━━━ SUPPLIED MATERIAL ━━━

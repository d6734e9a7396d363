use std::sync::Arc;

use axum::{extract::DefaultBodyLimit, routing::get, Router};

use crate::features::posts::handlers::post_handler;
use crate::features::posts::services::PostService;
use crate::shared::constants::MAX_TOTAL_UPLOAD_BYTES;

/// Create routes for the posts feature (all require authentication)
pub fn routes(service: Arc<PostService>) -> Router {
    Router::new()
        .route(
            "/api/posts",
            get(post_handler::get_posts)
                .post(post_handler::create_post)
                .delete(post_handler::delete_post),
        )
        // Attachments may total 100 MB; leave headroom for the form fields
        .layer(DefaultBodyLimit::max(MAX_TOTAL_UPLOAD_BYTES + 1024 * 1024))
        .with_state(service)
}
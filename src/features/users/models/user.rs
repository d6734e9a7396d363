use chrono::{DateTime, Utc};
use serde::{Deserialize, Serialize};
use sqlx::types::Json;
use sqlx::FromRow;
use utoipa::ToSchema;
use uuid::Uuid;

use crate::modules::storage::FileDescriptor;

/// Closed role enumeration; authorization decisions go through the
/// capability methods below instead of ad-hoc comparisons at call sites.
#[derive(
    Debug, Clone, Copy, PartialEq, Eq, Serialize, Deserialize, sqlx::Type, ToSchema, Default,
)]
#[sqlx(type_name = "user_role", rename_all = "UPPERCASE")]
#[serde(rename_all = "UPPERCASE")]
pub enum Role {
    #[default]
    Student,
    Teacher,
    Admin,
}

impl Role {
    /// Elevated roles bypass visibility and group filtering entirely when
    /// reading the feed.
    pub fn sees_all_posts(&self) -> bool {
        matches!(self, Role::Teacher | Role::Admin)
    }

    /// teachers_only groups and posts are restricted to these roles.
    pub fn satisfies_teachers_only(&self) -> bool {
        matches!(self, Role::Teacher | Role::Admin)
    }

    /// Admins moderate freely: delete any post or comment at any time.
    pub fn is_admin(&self) -> bool {
        matches!(self, Role::Admin)
    }
}

/// Database model for a user account.
///
/// `password` holds a bcrypt hash; NULL marks an externally-authenticated
/// (Google) account, which can never log in locally or change a password.
#[derive(Debug, Clone, FromRow)]
pub struct User {
    pub id: Uuid,
    pub username: String,
    pub email: String,
    pub password: Option<String>,
    pub role: Role,
    pub profile_picture: Option<Json<FileDescriptor>>,
    pub created_at: DateTime<Utc>,
}

#[cfg(test)]
mod tests {
    use super::*;

    #[test]
    fn elevated_roles_bypass_visibility() {
        assert!(Role::Teacher.sees_all_posts());
        assert!(Role::Admin.sees_all_posts());
        assert!(!Role::Student.sees_all_posts());
    }

    #[test]
    fn teachers_only_gate() {
        assert!(Role::Teacher.satisfies_teachers_only());
        assert!(Role::Admin.satisfies_teachers_only());
        assert!(!Role::Student.satisfies_teachers_only());
    }

    #[test]
    fn only_admin_moderates() {
        assert!(Role::Admin.is_admin());
        assert!(!Role::Teacher.is_admin());
        assert!(!Role::Student.is_admin());
    }
}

━━━

TO DO: Copy the lines of the data above exactly as written, beginning with the line containing "use std::sync::Arc;" and ending with the line containing "use crate::shared::constants::MAX_TOTAL_UPLOAD_BYTES;", and leave out all other lines.

OUTPUT OF THE TASK:
use std::sync::Arc;

use axum::{extract::DefaultBodyLimit, routing::get, Router};

use crate::features::posts::handlers::post_handler;
use crate::features::posts::services::PostService;
use crate::shared::constants::MAX_TOTAL_UPLOAD_BYTES;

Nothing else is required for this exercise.